Swami Niranjanananda Saraswati

Indriya pratyahara, sensorial pratyahara, is not merely withdrawing the senses into the mind. It begins with a simple practice called kaya sthairyam, which Sri Swami Satyananda taught as the first stage of learning to meditate. Kaya means the physical body, the physical form, and sthairyam means stillness. The stillness of the physical form has to be acquired before you still the mind. To become still physically, you have to be in a comfortable state in the body and in the mind. You have to observe the body, the movements of the body, and restrict them. You have to be still, in that stillness there should be no tension or tightness, only stability. In that stability you have to be totally at ease with yourself. The condition that you create in your body will also encourage the mind to become like that: still. That is the first level.

Practising drishti (vision) pratyahara

The second indriya pratyahara comes when the body has become still. Then use your vision. For example, I have a flower before me, I look at it intently for thirty seconds, as if performing trataka, then I close my eyes and recreate, visualize the flower in my chidakasha, as I have seen it. If it has five petals, there should be five petals in my vision; if it has a hole in one of the petals, there should be a hole in one of the petals. You have to recreate the same flower inside. The impression that you have taken from outside has to be seen inside. You have clicked the shutter of the camera, now you have to see the photo inside. After seeing the photo, you drop that image, and maintain a blank visual state in which no colours, shadows, shapes or lines appear. If you find that there is a play of light and shadow, dots and sparkles and all that, which tends to happen, then you again open your eyes and focus on another object.

The practice is similar to trataka, the difference being that in trataka you have to use bright objects, or contrasting objects, such as a white sheet of paper with a black dot on it, or a white sheet with a hole in it to look at the moon, or a candle flame. The objects that can be used for trataka have been specified, as the intent is different. Here you work with whatever you see to help focus and concentrate the mind.

Each time you open your eyes, you look at a different object, and the focus, awareness and concentration are of a different quality. If you look at a more complex object and try to see the same thing internally, the experience is different from when you try to recreate a simple object. You may not be able to do the practice in the first attempt, but through sustained effort you will find that there comes a time when you can look at something, acknowledge it, and drop it. Your mind is not attached to that object, person or idea anymore. How you use your drishti, when you withdraw, and when you shut down becomes your choice.

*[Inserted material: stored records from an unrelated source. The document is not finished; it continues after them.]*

use serde::{Deserialize, Serialize};
use serde_json::Value;

use crate::error::AppError;

#[derive(Deserialize)]
#[serde(untagged)]
enum NumberOrString {
    Number(f64),
    Text(String),
}

impl NumberOrString {
    fn into_f64<E: serde::de::Error>(self) -> Result<f64, E> {
        match self {
            Self::Number(n) => Ok(n),
            Self::Text(s) => s.trim().parse::<f64>().map_err(E::custom),
        }
    }
}

/// Deriv sends quotes as JSON numbers, a few endpoints as strings. Accept both.
pub fn string_or_number_to_f64<'de, D>(deserializer: D) -> Result<f64, D::Error>
where
    D: serde::Deserializer<'de>,
{
    NumberOrString::deserialize(deserializer)?.into_f64()
}

pub fn vec_string_or_number_to_f64<'de, D>(deserializer: D) -> Result<Vec<f64>, D::Error>
where
    D: serde::Deserializer<'de>,
{
    Vec::<NumberOrString>::deserialize(deserializer)?
        .into_iter()
        .map(NumberOrString::into_f64)
        .collect()
}

/// Combined history + live subscription request (`ticks_history`).
#[derive(Debug, Serialize)]
pub struct TicksHistoryRequest<'a> {
    pub ticks_history: &'a str,
    pub count: usize,
    pub end: &'a str,
    pub style: &'a str,
    pub subscribe: u8,
}

impl<'a> TicksHistoryRequest<'a> {
    pub fn subscribe(symbol: &'a str, count: usize) -> Self {
        Self {
            ticks_history: symbol,
            count,
            end: "latest",
            style: "ticks",
            subscribe: 1,
        }
    }
}

/// Cancels a live subscription by its upstream id.
#[derive(Debug, Serialize)]
pub struct ForgetRequest<'a> {
    pub forget: &'a str,
}

#[derive(Debug, Deserialize, Default)]
pub struct EchoRequest {
    #[serde(default)]
    pub ticks_history: Option<String>,
    #[serde(default)]
    pub ticks: Option<String>,
}

impl EchoRequest {
    pub fn symbol(&self) -> Option<&str> {
        self.ticks_history.as_deref().or(self.ticks.as_deref())
    }
}

#[derive(Debug, Deserialize, Clone)]
pub struct SubscriptionInfo {
    pub id: String,
}

#[derive(Debug, Deserialize)]
pub struct HistoryPayload {
    #[serde(deserialize_with = "vec_string_or_number_to_f64")]
    pub prices: Vec<f64>,
    pub times: Vec<u64>,
}

/// Snapshot frame answering a `ticks_history` request.
#[derive(Debug, Deserialize)]
pub struct HistoryResponse {
    pub history: HistoryPayload,
    #[serde(default)]
    pub echo_req: EchoRequest,
    #[serde(default)]
    pub subscription: Option<SubscriptionInfo>,
}

#[derive(Debug, Deserialize)]
pub struct TickPayload {
    pub epoch: u64,
    #[serde(deserialize_with = "string_or_number_to_f64")]
    pub quote: f64,
    pub symbol: String,
}

/// Incremental frame on an active subscription.
#[derive(Debug, Deserialize)]
pub struct TickResponse {
    pub tick: TickPayload,
    #[serde(default)]
    pub subscription: Option<SubscriptionInfo>,
}

#[derive(Debug, Deserialize, Clone)]
pub struct ApiErrorPayload {
    #[serde(default)]
    pub code: String,
    #[serde(default)]
    pub message: String,
}

impl From<ApiErrorPayload> for AppError {
    fn from(value: ApiErrorPayload) -> Self {
        AppError::DerivApi {
            code: value.code,
            message: value.message,
        }
    }
}

/// Shapes the feed understands. Anything else is noise on the shared socket.
#[derive(Debug)]
pub enum InboundFrame {
    History(HistoryResponse),
    Tick(TickResponse),
    Rejected {
        msg_type: String,
        symbol: Option<String>,
        error: ApiErrorPayload,
    },
    Other,
}

impl InboundFrame {
    pub fn classify(frame: &Value) -> Self {
        if let Some(error) = frame.get("error") {
            let error = ApiErrorPayload::deserialize(error).unwrap_or_else(|_| ApiErrorPayload {
                code: "UnknownError".to_string(),
                message: error.to_string(),
            });
            let symbol = frame
                .get("echo_req")
                .and_then(|echo| EchoRequest::deserialize(echo).ok())
                .and_then(|echo| echo.symbol().map(str::to_string));
            let msg_type = frame
                .get("msg_type")
                .and_then(Value::as_str)
                .unwrap_or_default()
                .to_string();
            return Self::Rejected {
                msg_type,
                symbol,
                error,
            };
        }

        if frame.get("history").is_some() {
            return match HistoryResponse::deserialize(frame) {
                Ok(history) => Self::History(history),
                Err(e) => {
                    tracing::debug!(error = %e, "Dropping malformed history frame");
                    Self::Other
                }
            };
        }

        if frame.get("tick").is_some() {
            return match TickResponse::deserialize(frame) {
                Ok(tick) => Self::Tick(tick),
                Err(e) => {
                    tracing::debug!(error = %e, "Dropping malformed tick frame");
                    Self::Other
                }
            };
        }

        Self::Other
    }
}

/// `authorize` response payload.
#[derive(Debug, Clone, Deserialize)]
pub struct AuthorizeInfo {
    pub loginid: String,
    #[serde(default)]
    pub currency: String,
    #[serde(default, deserialize_with = "string_or_number_to_f64")]
    pub balance: f64,
    #[serde(default)]
    pub is_virtual: u8,
}

/// `balance` response payload.
#[derive(Debug, Clone, Deserialize)]
pub struct BalanceInfo {
    #[serde(deserialize_with = "string_or_number_to_f64")]
    pub balance: f64,
    #[serde(default)]
    pub currency: String,
    #[serde(default)]
    pub loginid: String,
}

Practising ghrana (smell) pratyahara

The third level of pratyahara is of smell. The peculiar aspect of smell is that your senses tend to get habituated to it. If incense smell is in the room, when you walk in, you can smell it and after some time you don’t notice the smell anymore, it doesn’t register anymore. If there is another smell, again the mind registers it, and the reaction to smell is based on raga and dwesha. For sight, the reaction is not raga and dwesha, but awareness. With smell, raga and dwesha come alive. The nervous system reacts instantly to a foul smell: ‘I don’t want to smell that’, the olfactory nerves tend to shut down and you blow out whatever has gone in. That one foul smell evokes many subtle actions.

You have to identify all those subtle actions and not allow your nervous system to cringe, not allow your nose to shrink, not allow your brain to react with, ‘Yuck!’ Instead maintain a normal state, saying, ‘I acknowledge it as a pleasant or foul smell.’ If you can observe all these little components of the smell factor, then you can use this awareness to deal with raga and dwesha when you are faced with the vrittis. Thus the ghrana pratyahara of smell is remaining unaffected and unresponsive to any kind of smell, pleasant or foul.

Practising swad (taste) pratyahara

Next is taste pratyahara. The same principle of smell pratyahara is applied here: taste something, see the reaction, hold the reaction. When you sip Coca-Cola, feel the taste, then neutralize it. Taste of white wine, feel it, neutralize it. Taste of pungent food, spicy food, bland food – feel it, neutralize it.

The main point here is that one should not be affected by craving. That is the purpose of taste pratyahara: the cravings of the senses have to reduce. If you are thirsty, you should not start dreaming of drinking something cool and sweet and pleasant, or desire that. You have to be free from that desire, that craving.

During our sannyasa course in 1970 in Munger, as part of our training, we were given a bucket. There were no thalis, katoris, spoons or forks, and all food used to go into that bucket, like into a begging bowl. Dal or kheer, samosa or rasagulla, everything used to go into the same pot. We used to mix everything and eat. Sri Swamiji used to eat in the same way with all of us. We did it for one month. There are some people like Swami Kaivalyananda, who still eat like that every now and then even today. In swad or taste, pratyahara, taste may be enjoyed, but the craving of the taste should not be there.

Practising charma (skin) pratyahara

Skin pratyahara is meditative. During shavasana or yoga nidra you are sometimes told to feel the contact points between the body and the floor. That is one level of knowing the touch sensation. The second: becoming aware of the clothes that you wear around yourself. The third: the texture of objects; some are pleasant to touch, some are hard or rough, some are thin, some are thick, and so on.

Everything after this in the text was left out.